What is Dumping? And how can I prevent it?

What is Dumping? And how can I prevent it?

The dumping syndrome is when the stomach is emptied too quickly, whereby the bolus (food mass) passes into the small intestine (dumped) insufficiently digested. The food passes into the small intestine too quickly is caused by the disappearance of the reservoir function of the stomach. There are two types of dumping complaints.

Early dumping

Early dumping complaints that develop during the first hour after ingesting food or drink. They arise due to food passing into the small intestine in lumps that are too big, because the stomach has not digested the food finely enough. A poorly working pyloric sphincter in the stomach may be the cause of these complaints. The problem with early dumping is that the food in the small intestine draws an enormous amount of moisture (osmotic reaction). This can create complaints such as diarrhoea, a full feeling, nausea and stomach ache. The blood pressure also drops, because so much moisture has been drawn from the blood vessels. This causes heart palpitations, dizziness and a drowsy feeling.

Late dumping

Late dumping complaints develop around an hour and a half to two hours after ingesting food and drink. They arise because the small intestine is not yet ready for the food mush that is passed from the stomach. The food pieces are too big and pass into the intestine larger than normal because they have not been correctly digested. The digestive juices required are then insufficiently passed into the small intestine. The sugars in the food are too quickly absorbed and stimulate the production of insulin. This situation appears like a sugar deficit in people with diabetes (reactive hypoglycaemia). Among other things, this can cause complaints such as sweating, shaking, dizziness, palpitations, yawning and sometimes fainting.

Early and late dumping combined

Some people have problems with both complaint patterns, but they can also occur independently of each other. Early dumping or a combination of early and late dumping is suffered most commonly. Late dumping does not often occur by itself. The complaints arise in an attack that often occurs half an hour to an hour after the meal.

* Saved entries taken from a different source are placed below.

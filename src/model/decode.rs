//! Decoding document nodes into typed values.

use super::node::{parse_float, parse_int};
use super::{Node, NodeKind, Tag};
use serde_yaml::Value;

/// Types that can be decoded from a single document node.
pub trait NodeDecode: Sized {
    /// Human-readable description of what the node must hold.
    const EXPECTED: &'static str;

    /// Decode `node`, or `None` when its shape or tag does not fit.
    fn decode(node: &Node) -> Option<Self>;
}

impl NodeDecode for String {
    const EXPECTED: &'static str = "a string";

    fn decode(node: &Node) -> Option<Self> {
        let node = node.target();
        match (node.kind, node.tag) {
            (NodeKind::Scalar, Tag::Null) => Some(Self::new()),
            (NodeKind::Scalar, _) => Some(node.value.clone()),
            _ => None,
        }
    }
}

impl NodeDecode for bool {
    const EXPECTED: &'static str = "a boolean";

    fn decode(node: &Node) -> Option<Self> {
        let node = node.target();
        (node.is_scalar() && node.tag == Tag::Bool)
            .then(|| node.value.eq_ignore_ascii_case("true"))
    }
}

impl NodeDecode for i64 {
    const EXPECTED: &'static str = "an integer";

    fn decode(node: &Node) -> Option<Self> {
        let node = node.target();
        if node.is_scalar() && node.tag == Tag::Int {
            parse_int(&node.value)
        } else {
            None
        }
    }
}

impl NodeDecode for f64 {
    const EXPECTED: &'static str = "a number";

    fn decode(node: &Node) -> Option<Self> {
        let node = node.target();
        if node.is_scalar() && matches!(node.tag, Tag::Int | Tag::Float) {
            parse_float(&node.value)
        } else {
            None
        }
    }
}

impl NodeDecode for Value {
    const EXPECTED: &'static str = "any value";

    fn decode(node: &Node) -> Option<Self> {
        Some(decode_any(node))
    }
}

type DecodeAttempt = fn(&Node) -> Option<Value>;

/// Decode attempts for "any-shaped" values, in priority order.
const ANY_ATTEMPTS: [DecodeAttempt; 3] = [decode_object, decode_array, decode_scalar];

fn decode_object(node: &Node) -> Option<Value> {
    node.is_mapping().then(|| node.to_value())
}

fn decode_array(node: &Node) -> Option<Value> {
    node.is_sequence().then(|| node.to_value())
}

fn decode_scalar(node: &Node) -> Option<Value> {
    Some(node.to_value())
}

/// Decode a node whose shape is not known up front.
///
/// Tries an object first, then an array, then falls back to an arbitrary
/// scalar; the first attempt that succeeds wins.
#[must_use]
pub fn decode_any(node: &Node) -> Value {
    let node = node.target();
    ANY_ATTEMPTS
        .iter()
        .find_map(|attempt| attempt(node))
        .unwrap_or(Value::Null)
}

The dumping syndrome may be the consequence of an operation whereby the stomach has been partially or fully removed (stomach resection, operative reduction or gastric bypass). Sometimes the consequences arise as a result of a damaged to the nerve that controls the stomach (vagus nerve). Approximately 1% of people with the dumping syndrome have not undergone a stomach operation. Dumping complaints are therefore extremely rare in this group of people and the cause of their complaints is usually unclear.